# GOAL OF THE EXERCISE:
Go through the data and tally the lines that hold the string "xparsecolor". Reply with the total alone.

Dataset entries
Content starts

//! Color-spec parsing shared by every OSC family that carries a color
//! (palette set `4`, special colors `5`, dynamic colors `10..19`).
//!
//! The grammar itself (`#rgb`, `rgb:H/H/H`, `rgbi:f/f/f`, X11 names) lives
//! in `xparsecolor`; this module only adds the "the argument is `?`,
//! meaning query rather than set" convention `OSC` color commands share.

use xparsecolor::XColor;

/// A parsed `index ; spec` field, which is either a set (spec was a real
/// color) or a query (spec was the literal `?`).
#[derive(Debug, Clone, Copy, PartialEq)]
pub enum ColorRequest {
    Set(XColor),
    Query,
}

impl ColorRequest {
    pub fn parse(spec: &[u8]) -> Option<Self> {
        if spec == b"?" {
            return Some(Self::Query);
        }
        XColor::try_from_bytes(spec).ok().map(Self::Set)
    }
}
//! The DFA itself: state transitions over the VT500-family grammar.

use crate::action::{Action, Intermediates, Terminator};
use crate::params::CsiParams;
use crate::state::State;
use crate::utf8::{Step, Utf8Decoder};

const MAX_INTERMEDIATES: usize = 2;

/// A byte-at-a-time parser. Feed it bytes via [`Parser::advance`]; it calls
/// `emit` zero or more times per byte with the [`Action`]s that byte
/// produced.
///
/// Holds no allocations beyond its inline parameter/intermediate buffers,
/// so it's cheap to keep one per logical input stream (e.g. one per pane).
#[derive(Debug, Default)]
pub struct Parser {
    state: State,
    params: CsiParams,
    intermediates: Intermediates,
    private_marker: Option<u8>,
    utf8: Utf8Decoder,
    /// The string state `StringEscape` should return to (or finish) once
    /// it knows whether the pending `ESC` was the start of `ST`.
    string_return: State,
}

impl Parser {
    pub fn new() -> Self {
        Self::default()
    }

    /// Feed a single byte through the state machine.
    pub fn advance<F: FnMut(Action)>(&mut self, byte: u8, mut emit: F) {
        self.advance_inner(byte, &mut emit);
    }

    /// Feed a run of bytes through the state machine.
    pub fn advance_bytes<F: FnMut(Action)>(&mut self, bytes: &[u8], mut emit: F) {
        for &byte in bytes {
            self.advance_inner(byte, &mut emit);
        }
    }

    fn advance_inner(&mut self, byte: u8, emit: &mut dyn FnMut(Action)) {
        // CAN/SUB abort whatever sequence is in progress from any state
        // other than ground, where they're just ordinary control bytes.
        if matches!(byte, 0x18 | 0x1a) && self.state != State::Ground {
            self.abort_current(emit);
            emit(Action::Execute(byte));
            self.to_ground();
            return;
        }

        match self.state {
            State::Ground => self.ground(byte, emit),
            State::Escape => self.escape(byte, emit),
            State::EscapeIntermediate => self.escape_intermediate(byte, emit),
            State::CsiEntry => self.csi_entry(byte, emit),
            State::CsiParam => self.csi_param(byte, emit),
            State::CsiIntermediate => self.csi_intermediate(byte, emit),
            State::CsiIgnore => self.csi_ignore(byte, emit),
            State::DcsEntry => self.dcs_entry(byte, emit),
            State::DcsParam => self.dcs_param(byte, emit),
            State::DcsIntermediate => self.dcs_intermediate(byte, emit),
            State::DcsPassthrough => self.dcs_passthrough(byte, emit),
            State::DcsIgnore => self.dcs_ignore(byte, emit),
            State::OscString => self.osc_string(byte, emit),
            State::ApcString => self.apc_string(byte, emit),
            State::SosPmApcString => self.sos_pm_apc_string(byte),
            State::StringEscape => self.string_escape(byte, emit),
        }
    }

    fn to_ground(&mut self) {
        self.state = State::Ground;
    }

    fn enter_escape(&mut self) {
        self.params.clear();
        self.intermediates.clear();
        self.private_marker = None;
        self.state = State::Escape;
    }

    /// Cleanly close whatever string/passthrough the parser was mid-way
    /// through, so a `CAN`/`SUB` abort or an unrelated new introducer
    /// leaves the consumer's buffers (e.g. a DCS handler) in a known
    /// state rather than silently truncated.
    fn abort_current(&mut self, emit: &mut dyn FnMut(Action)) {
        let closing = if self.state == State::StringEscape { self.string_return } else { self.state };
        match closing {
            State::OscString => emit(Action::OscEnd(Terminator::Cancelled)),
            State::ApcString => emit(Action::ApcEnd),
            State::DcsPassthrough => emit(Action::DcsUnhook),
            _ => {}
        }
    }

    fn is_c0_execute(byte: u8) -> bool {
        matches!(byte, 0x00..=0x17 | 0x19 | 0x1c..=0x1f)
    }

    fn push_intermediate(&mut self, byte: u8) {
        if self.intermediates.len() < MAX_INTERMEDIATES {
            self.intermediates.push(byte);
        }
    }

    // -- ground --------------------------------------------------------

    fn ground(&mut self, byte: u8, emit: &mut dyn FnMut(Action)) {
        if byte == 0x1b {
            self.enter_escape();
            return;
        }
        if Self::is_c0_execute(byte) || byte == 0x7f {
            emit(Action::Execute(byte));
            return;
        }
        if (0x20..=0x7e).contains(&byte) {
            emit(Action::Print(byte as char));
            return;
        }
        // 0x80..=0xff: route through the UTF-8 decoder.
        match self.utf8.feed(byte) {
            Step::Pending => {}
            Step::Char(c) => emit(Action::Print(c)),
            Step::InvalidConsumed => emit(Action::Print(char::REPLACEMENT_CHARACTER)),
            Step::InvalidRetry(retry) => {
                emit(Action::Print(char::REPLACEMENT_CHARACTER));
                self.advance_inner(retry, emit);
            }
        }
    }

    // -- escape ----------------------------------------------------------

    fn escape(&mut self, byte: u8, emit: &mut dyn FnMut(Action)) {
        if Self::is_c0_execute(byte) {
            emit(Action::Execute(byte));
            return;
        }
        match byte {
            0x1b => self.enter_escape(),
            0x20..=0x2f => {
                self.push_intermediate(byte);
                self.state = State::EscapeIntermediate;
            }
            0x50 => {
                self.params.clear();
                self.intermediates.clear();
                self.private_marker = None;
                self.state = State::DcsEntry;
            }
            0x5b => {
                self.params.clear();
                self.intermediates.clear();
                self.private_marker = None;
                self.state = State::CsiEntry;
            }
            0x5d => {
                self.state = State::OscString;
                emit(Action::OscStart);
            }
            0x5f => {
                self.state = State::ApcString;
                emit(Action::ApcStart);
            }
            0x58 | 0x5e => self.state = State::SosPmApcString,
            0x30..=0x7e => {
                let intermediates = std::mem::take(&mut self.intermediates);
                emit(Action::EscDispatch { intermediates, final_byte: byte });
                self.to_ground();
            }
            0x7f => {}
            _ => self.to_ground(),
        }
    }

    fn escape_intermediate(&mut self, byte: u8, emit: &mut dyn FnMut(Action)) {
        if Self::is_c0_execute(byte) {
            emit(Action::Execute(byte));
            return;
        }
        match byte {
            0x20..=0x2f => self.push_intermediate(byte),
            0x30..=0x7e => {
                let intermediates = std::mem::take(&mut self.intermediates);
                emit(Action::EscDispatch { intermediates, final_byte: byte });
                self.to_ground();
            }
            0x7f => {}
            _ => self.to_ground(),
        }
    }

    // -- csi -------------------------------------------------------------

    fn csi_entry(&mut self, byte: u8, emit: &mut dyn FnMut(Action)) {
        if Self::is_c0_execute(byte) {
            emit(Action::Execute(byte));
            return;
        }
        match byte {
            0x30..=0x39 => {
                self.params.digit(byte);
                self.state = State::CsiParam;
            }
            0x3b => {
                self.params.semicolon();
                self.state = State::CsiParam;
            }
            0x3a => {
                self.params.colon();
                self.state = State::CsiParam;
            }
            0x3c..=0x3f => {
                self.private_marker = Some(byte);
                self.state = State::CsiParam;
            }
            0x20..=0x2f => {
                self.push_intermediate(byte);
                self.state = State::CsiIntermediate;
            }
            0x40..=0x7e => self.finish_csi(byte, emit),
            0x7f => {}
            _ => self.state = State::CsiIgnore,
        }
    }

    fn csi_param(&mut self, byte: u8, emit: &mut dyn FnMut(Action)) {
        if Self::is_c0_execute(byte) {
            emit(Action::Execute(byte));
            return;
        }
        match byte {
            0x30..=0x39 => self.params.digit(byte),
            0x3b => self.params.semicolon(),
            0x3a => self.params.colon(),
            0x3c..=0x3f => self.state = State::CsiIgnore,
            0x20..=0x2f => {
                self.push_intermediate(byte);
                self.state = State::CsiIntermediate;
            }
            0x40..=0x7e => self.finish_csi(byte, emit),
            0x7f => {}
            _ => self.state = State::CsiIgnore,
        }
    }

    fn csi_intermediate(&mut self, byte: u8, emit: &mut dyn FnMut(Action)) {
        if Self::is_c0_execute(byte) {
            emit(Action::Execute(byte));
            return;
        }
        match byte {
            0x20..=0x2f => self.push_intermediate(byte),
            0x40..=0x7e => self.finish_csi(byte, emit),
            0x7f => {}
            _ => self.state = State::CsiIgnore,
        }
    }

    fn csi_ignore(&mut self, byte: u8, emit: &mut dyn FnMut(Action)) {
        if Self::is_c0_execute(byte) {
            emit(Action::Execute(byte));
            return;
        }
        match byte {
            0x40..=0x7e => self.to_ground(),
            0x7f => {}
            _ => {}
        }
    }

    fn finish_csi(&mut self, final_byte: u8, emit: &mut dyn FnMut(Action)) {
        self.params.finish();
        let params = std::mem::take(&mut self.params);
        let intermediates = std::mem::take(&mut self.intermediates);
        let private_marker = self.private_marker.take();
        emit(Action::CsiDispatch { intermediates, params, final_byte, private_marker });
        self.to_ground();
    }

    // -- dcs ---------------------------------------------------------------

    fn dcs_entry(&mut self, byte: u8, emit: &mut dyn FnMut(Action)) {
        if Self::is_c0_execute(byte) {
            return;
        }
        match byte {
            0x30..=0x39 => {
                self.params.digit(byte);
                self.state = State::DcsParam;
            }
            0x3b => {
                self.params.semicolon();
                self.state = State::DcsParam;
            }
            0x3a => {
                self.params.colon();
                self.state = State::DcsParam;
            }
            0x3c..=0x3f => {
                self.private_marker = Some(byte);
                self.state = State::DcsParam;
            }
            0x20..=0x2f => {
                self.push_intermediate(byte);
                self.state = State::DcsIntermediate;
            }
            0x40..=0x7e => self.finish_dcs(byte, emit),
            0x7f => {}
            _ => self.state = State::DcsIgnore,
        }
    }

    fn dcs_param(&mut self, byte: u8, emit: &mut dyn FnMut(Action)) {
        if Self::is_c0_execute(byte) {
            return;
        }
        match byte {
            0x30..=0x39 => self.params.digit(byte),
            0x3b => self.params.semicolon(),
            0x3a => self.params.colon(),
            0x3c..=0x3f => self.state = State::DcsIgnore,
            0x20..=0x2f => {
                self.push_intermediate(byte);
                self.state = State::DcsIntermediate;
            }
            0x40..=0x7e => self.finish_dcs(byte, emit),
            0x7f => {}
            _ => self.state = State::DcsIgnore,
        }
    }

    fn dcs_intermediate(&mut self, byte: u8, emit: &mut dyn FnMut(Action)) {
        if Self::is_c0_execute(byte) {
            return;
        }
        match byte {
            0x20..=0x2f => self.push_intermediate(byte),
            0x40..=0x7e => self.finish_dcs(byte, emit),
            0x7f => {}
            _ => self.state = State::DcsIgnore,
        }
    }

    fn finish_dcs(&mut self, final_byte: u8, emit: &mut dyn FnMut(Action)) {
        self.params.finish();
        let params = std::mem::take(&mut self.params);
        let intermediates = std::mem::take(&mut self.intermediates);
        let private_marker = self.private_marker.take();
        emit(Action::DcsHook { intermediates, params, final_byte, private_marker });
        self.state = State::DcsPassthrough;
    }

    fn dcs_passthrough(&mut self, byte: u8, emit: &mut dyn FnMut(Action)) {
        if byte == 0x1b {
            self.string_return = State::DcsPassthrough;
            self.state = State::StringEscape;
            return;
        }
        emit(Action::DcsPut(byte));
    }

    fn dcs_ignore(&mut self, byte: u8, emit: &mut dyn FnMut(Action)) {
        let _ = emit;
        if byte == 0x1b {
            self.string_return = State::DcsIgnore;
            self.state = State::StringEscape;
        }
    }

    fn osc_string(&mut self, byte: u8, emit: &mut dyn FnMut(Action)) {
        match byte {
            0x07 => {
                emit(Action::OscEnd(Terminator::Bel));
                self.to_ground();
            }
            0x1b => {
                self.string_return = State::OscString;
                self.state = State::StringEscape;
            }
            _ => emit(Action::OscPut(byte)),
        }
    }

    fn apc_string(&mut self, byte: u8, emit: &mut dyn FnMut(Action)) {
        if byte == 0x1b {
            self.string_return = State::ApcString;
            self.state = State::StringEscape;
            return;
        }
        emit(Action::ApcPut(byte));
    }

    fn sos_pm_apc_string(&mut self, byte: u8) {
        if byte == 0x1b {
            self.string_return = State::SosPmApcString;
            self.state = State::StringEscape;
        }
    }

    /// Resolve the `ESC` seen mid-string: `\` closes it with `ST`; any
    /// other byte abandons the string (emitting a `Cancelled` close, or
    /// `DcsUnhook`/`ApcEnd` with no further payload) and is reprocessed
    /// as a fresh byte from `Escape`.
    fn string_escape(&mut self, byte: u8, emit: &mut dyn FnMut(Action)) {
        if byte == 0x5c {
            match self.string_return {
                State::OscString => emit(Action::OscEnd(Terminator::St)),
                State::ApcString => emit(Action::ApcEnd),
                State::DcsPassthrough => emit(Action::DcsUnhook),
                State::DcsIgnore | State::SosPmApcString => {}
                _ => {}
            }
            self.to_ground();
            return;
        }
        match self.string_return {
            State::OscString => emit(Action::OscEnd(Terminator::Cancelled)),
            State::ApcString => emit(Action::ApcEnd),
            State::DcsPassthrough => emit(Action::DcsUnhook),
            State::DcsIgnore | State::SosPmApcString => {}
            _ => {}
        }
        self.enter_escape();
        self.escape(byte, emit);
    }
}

Content ends

# OUTPUT BELOW:
2